Now let us evaluate the model by finding the accuracy.

```
# importing the module
from sklearn.metrics import accuracy_score
# printing
print("The accuracy is: ", accuracy_score(y_test, GB_predict))
```

Output:

The output shows that our model has accurately classified 95% of the testing data, which is a good result.

### Evaluating Gradient Boosting Classifier using confusion matrix

A confusion matrix is a table that is often used to describe the performance of a classification model (or “classifier”) on a set of test data. Learn more about the confusion matrix and its usage for evaluating the classifier model from the evaluation of the KNN algorithm.

Let’s use the confusion matrix to visualize the prediction and the actual values:

```
# importing the modules
import seaborn as sns
from sklearn.metrics import confusion_matrix
import matplotlib.pyplot as plt
# providing actual and predicted values
cm = confusion_matrix(y_test, GB_predict)
# If True, write the data value in each cell
sns.heatmap(cm,annot=True)
# saving confusion matrix in png form
plt.savefig('confusion_Matrix.png')
```

Output:

The output shows that the model incorrectly predicted only two values.

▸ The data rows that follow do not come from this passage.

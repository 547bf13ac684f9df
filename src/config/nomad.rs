use std::env;

use serde::Deserialize;

use super::{RetryConfig, TransportConfig};

/// Nomad backend settings.
#[derive(Debug, Deserialize, Clone, Default)]
pub struct NomadConfig {
    pub address: Option<String>,
    pub token: Option<String>,
    pub namespace: Option<String>,

    #[serde(default)]
    pub retry: RetryConfig,

    #[serde(default)]
    pub transport: TransportConfig,
}

impl NomadConfig {
    pub fn merge(mut self, other: &NomadConfig) -> Self {
        if other.address.is_some() {
            self.address = other.address.clone();
        }
        if other.token.is_some() {
            self.token = other.token.clone();
        }
        if other.namespace.is_some() {
            self.namespace = other.namespace.clone();
        }
        self.retry = other.retry;
        self.transport = other.transport;
        self
    }

    pub fn finalize(&mut self) {
        if self.address.is_none() {
            self.address = env::var("NOMAD_ADDR").ok();
        }
        if self.token.is_none() {
            self.token = env::var("NOMAD_TOKEN").ok();
        }
    }
}
//! Configuration for the watch-and-render engine.
//!
//! Loading is layered: defaults (hardcoded), a TOML config file, then
//! environment variables (highest priority). Every field is optional;
//! unset fields assume defaults during the `finalize` pass. Optionality
//! is expressed as `Option<T>` plus finalize, never as sentinel values.

mod consul;
mod exec;
mod nomad;
mod ratelimit;
mod retry;
mod template;
mod transport;
mod vault;
mod wait;

pub use consul::*;
pub use exec::*;
pub use nomad::*;
pub use ratelimit::*;
pub use retry::*;
pub use template::*;
pub use transport::*;
pub use vault::*;
pub use wait::*;

use std::env;
use std::path::PathBuf;
use std::time::Duration;

use config::{Config, Environment, File};
use serde::{Deserialize, Deserializer};

use crate::errors::Result;

#[cfg(test)]
mod config_test;

/// Top-level configuration object.
#[derive(Debug, Deserialize, Clone, Default)]
pub struct TemplarConfig {
    #[serde(default)]
    pub consul: ConsulConfig,

    #[serde(default)]
    pub vault: VaultConfig,

    #[serde(default)]
    pub nomad: NomadConfig,

    /// Repeatable `[[template]]` stanzas.
    #[serde(default, rename = "template")]
    pub templates: Vec<TemplateConfig>,

    /// Global command block, fired after every template has rendered.
    pub exec: Option<ExecConfig>,

    /// Global quiescence, overridable per template. Accepts
    /// `"<min>:<max>"` strings or a `{ min, max }` table.
    #[serde(default, deserialize_with = "de_wait")]
    pub wait: Option<WaitConfig>,

    /// Ceiling on replica lag tolerated for stale reads.
    pub max_stale: Option<String>,

    pub log_level: Option<String>,

    pub pid_file: Option<PathBuf>,

    pub kill_signal: Option<String>,
    pub reload_signal: Option<String>,
}

impl TemplarConfig {
    /// Loads configuration with priority: defaults, optional config
    /// file, `TEMPLAR__`-prefixed environment variables. The result is
    /// already finalized.
    pub fn load(path: Option<&str>) -> Result<Self> {
        let mut builder = Config::builder();
        if let Some(path) = path {
            builder = builder.add_source(File::with_name(path).required(true));
        }
        builder = builder.add_source(
            Environment::with_prefix("TEMPLAR")
                .separator("__")
                .ignore_empty(true)
                .try_parsing(true),
        );
        let mut parsed: TemplarConfig = builder.build()?.try_deserialize()?;
        parsed.finalize();
        Ok(parsed)
    }

    /// Right-biased merge of two configs.
    pub fn merge(mut self, other: &TemplarConfig) -> Self {
        self.consul = self.consul.merge(&other.consul);
        self.vault = self.vault.merge(&other.vault);
        self.nomad = self.nomad.merge(&other.nomad);
        if !other.templates.is_empty() {
            self.templates.extend(other.templates.iter().cloned());
        }
        if other.exec.is_some() {
            self.exec = other.exec.clone();
        }
        if other.wait.is_some() {
            self.wait = other.wait;
        }
        if other.max_stale.is_some() {
            self.max_stale = other.max_stale.clone();
        }
        if other.log_level.is_some() {
            self.log_level = other.log_level.clone();
        }
        if other.pid_file.is_some() {
            self.pid_file = other.pid_file.clone();
        }
        if other.kill_signal.is_some() {
            self.kill_signal = other.kill_signal.clone();
        }
        if other.reload_signal.is_some() {
            self.reload_signal = other.reload_signal.clone();
        }
        self
    }

    /// Materializes defaults and environment fallbacks.
    pub fn finalize(&mut self) {
        self.consul.finalize();
        self.vault.finalize();
        self.nomad.finalize();
        if self.max_stale.is_none() {
            self.max_stale = Some("2s".to_string());
        }
        if self.log_level.is_none() {
            self.log_level = env::var("TEMPLAR_LOG").ok();
        }
        if self.kill_signal.is_none() {
            self.kill_signal = Some("SIGINT".to_string());
        }
        if self.reload_signal.is_none() {
            self.reload_signal = Some("SIGHUP".to_string());
        }
    }

    /// Parsed `max_stale`; `"0"` disables stale reads entirely.
    pub fn max_stale_duration(&self) -> Option<Duration> {
        let raw = self.max_stale.as_deref()?;
        let parsed = parse_duration(raw).ok()?;
        (parsed > Duration::ZERO).then_some(parsed)
    }
}

/// Accepts both the string form `"10s:20s"` and the table form
/// `{ min = "10s", max = "20s" }`.
fn de_wait<'de, D: Deserializer<'de>>(d: D) -> std::result::Result<Option<WaitConfig>, D::Error> {
    #[derive(Deserialize)]
    #[serde(untagged)]
    enum Raw {
        Str(String),
        Table { min: String, max: Option<String> },
    }

    let raw: Option<Raw> = Option::deserialize(d)?;
    match raw {
        None => Ok(None),
        Some(Raw::Str(s)) => s.parse().map(Some).map_err(serde::de::Error::custom),
        Some(Raw::Table { min, max }) => {
            let min_d = parse_duration(&min).map_err(serde::de::Error::custom)?;
            let max_d = match max {
                Some(m) => parse_duration(&m).map_err(serde::de::Error::custom)?,
                None => min_d * 4,
            };
            if max_d < min_d {
                return Err(serde::de::Error::custom(
                    "wait interval max must be larger than min",
                ));
            }
            Ok(Some(WaitConfig {
                min: min_d,
                max: max_d,
            }))
        }
    }
}
use std::time::Duration;

use rand::Rng;
use tokio::sync::mpsc;
use tokio::time::{sleep, Instant};
use tokio_util::sync::CancellationToken;
use tracing::{debug, error, warn};

use crate::clients::{ClientSet, QueryOptions};
use crate::config::{RateLimitConfig, RetryConfig};
use crate::constants::{DEFAULT_VAULT_TTL_ZERO_BASE, DEFAULT_VAULT_TTL_ZERO_CAP, DEFAULT_WAIT_TIME};
use crate::dependency::Dep;
use crate::errors::FetchError;
use crate::template::Value;

/// One publication from a View: the dependency's latest value and the
/// index it arrived with.
#[derive(Clone, Debug)]
pub struct ViewUpdate {
    pub dep: Dep,
    pub value: Value,
    pub last_index: u64,
}

/// A fetch failure a View could not recover from locally.
#[derive(Debug)]
pub struct ViewError {
    pub dep: Dep,
    pub error: FetchError,
}

/// Per-View policy, derived from the backend section the dependency
/// belongs to.
#[derive(Clone, Copy, Debug)]
pub struct ViewConfig {
    pub once: bool,
    pub wait_time: Duration,
    pub max_stale: Option<Duration>,
    pub retry: RetryConfig,
    pub rate_limit: RateLimitConfig,
    /// Cap for the TTL=0 ladder; attempts are unbounded unless
    /// `ttl_zero_attempts` is set.
    pub ttl_zero_cap: Duration,
    pub ttl_zero_attempts: Option<usize>,
}

impl Default for ViewConfig {
    fn default() -> Self {
        Self {
            once: false,
            wait_time: DEFAULT_WAIT_TIME,
            max_stale: None,
            retry: RetryConfig::default(),
            rate_limit: RateLimitConfig::default(),
            ttl_zero_cap: DEFAULT_VAULT_TTL_ZERO_CAP,
            ttl_zero_attempts: None,
        }
    }
}

/// The polling loop and state for one dependency.
///
/// Runs as a single tokio task until stopped or retry-exhausted. For one
/// dependency, publications are monotonic in index: no earlier value is
/// published after a later one.
pub(crate) struct View {
    dep: Dep,
    clients: ClientSet,
    config: ViewConfig,
    data_tx: mpsc::UnboundedSender<ViewUpdate>,
    err_tx: mpsc::UnboundedSender<ViewError>,

    last_value: Option<Value>,
    last_index: u64,
    received: bool,
    last_publish: Option<Instant>,
    /// Cleared when a stale read exceeded max_stale; the next attempt
    /// goes to the leader.
    stale_ok: bool,
}

impl View {
    pub(crate) fn new(
        dep: Dep,
        clients: ClientSet,
        config: ViewConfig,
        data_tx: mpsc::UnboundedSender<ViewUpdate>,
        err_tx: mpsc::UnboundedSender<ViewError>,
    ) -> Self {
        Self {
            dep,
            clients,
            config,
            data_tx,
            err_tx,
            last_value: None,
            last_index: 0,
            received: false,
            last_publish: None,
            stale_ok: true,
        }
    }

    /// Polls until the token is cancelled or the View terminates on its
    /// own (once-mode satisfied, retries exhausted, fatal error).
    pub(crate) async fn poll(mut self, cancel: CancellationToken) {
        tokio::select! {
            _ = cancel.cancelled() => {
                debug!("(view) {} stopping poll", self.dep);
            }
            _ = self.run() => {}
        }
    }

    async fn run(&mut self) {
        let mut retries: usize = 0;
        let mut ttl_zero_retries: usize = 0;

        loop {
            eprintln!("VIEW loop {} idx={}", self.dep, self.last_index);
            self.rate_limit_gate().await;

            let allow_stale =
                self.config.max_stale.is_some() && retries % 2 == 0 && self.stale_ok;
            let opts = QueryOptions {
                wait_index: self.last_index,
                wait_time: self.config.wait_time,
                allow_stale,
                ..QueryOptions::default()
            };

            match self.dep.fetch(&self.clients, &opts).await {
                Err(FetchError::VaultTtlZero) => {
                    if let Some(max) = self.config.ttl_zero_attempts {
                        if ttl_zero_retries >= max {
                            error!("(view) {} ttl=0 retries exhausted", self.dep);
                            self.publish_error(FetchError::VaultTtlZero);
                            return;
                        }
                    }
                    let delay = ttl_zero_delay(ttl_zero_retries, self.config.ttl_zero_cap);
                    ttl_zero_retries += 1;
                    warn!(
                        "(view) {} reported TTL=0, retrying in {:?}",
                        self.dep, delay
                    );
                    sleep(delay).await;
                }
                Err(err) if err.is_transient() => {
                    retries += 1;
                    if self.config.retry.exhausted(retries) {
                        error!("(view) {} retries exhausted: {}", self.dep, err);
                        self.publish_error(err);
                        return;
                    }
                    let delay = self.config.retry.delay(retries - 1);
                    warn!("(view) {} fetch error, retry in {:?}: {}", self.dep, delay, err);
                    sleep(delay).await;
                }
                Err(err) => {
                    error!("(view) {} fatal fetch error: {}", self.dep, err);
                    self.publish_error(err);
                    return;
                }
                Ok((value, meta)) => {
                    retries = 0;
                    ttl_zero_retries = 0;

                    if let Some(max_stale) = self.config.max_stale {
                        if allow_stale && meta.last_contact > max_stale {
                            debug!(
                                "(view) {} replica too stale ({:?}), asking leader",
                                self.dep, meta.last_contact
                            );
                            self.stale_ok = false;
                            continue;
                        }
                    }
                    self.stale_ok = true;

                    if meta.last_index == self.last_index {
                        debug!("(view) {} no new data (index unchanged)", self.dep);
                        continue;
                    }
                    if meta.last_index < self.last_index {
                        // Server restarted or leadership moved backwards.
                        debug!("(view) {} index reset", self.dep);
                        self.last_index = 0;
                        continue;
                    }
                    self.last_index = meta.last_index;

                    if self.received && self.last_value.as_ref() == Some(&value) {
                        debug!("(view) {} no new data (contents unchanged)", self.dep);
                        continue;
                    }

                    self.last_value = Some(value.clone());
                    self.received = true;
                    self.last_publish = Some(Instant::now());
                    debug!("(view) {} received data", self.dep);
                    if self
                        .data_tx
                        .send(ViewUpdate {
                            dep: self.dep.clone(),
                            value,
                            last_index: meta.last_index,
                        })
                        .is_err()
                    {
                        return;
                    }

                    if self.config.once {
                        return;
                    }
                }
            }
        }
    }

    /// Enforces the minimum interval between publications, with random
    /// jitter on top.
    async fn rate_limit_gate(&self) {
        if !self.config.rate_limit.enabled() {
            return;
        }
        let Some(last) = self.last_publish else { return };
        let elapsed = last.elapsed();
        let min_delay = self.config.rate_limit.min_delay();
        if elapsed >= min_delay {
            return;
        }
        let mut remainder = min_delay - elapsed;
        let jitter_cap = self.config.rate_limit.random_backoff();
        if jitter_cap > Duration::ZERO {
            let jitter = rand::thread_rng().gen_range(Duration::ZERO..jitter_cap);
            remainder += jitter;
        }
        sleep(remainder).await;
    }

    fn publish_error(&self, error: FetchError) {
        let _ = self.err_tx.send(ViewError {
            dep: self.dep.clone(),
            error,
        });
    }
}

/// `min(base * 2^retry, cap)` with a 250ms base.
fn ttl_zero_delay(retry: usize, cap: Duration) -> Duration {
    let base_ms = DEFAULT_VAULT_TTL_ZERO_BASE.as_millis() as u64;
    let shifted = base_ms
        .checked_shl(retry.min(63) as u32)
        .unwrap_or(u64::MAX);
    Duration::from_millis(shifted).min(cap)
}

Let’s print the classification report, which shows us the model’s accuracy, precision, and R^{2}-score:

```
# importint the module
from sklearn.metrics import classification_report
# printing the report
print(classification_report(y_test, GB_predict))
```

Output:

We hope that you’re able to interpret model performance results by yourself.

## Summary

Gradient Boosting Algorithm is a Machine Learning algorithm that tries to create a more accurate model by combining previous models, minimizing the overall prediction error. The key idea is to use the previous model’s outcomes to reduce the error of the next applied model. This article covered the Gradient Boosting Algorithm in detail by reviewing its implementation steps for solving regression and classification problems.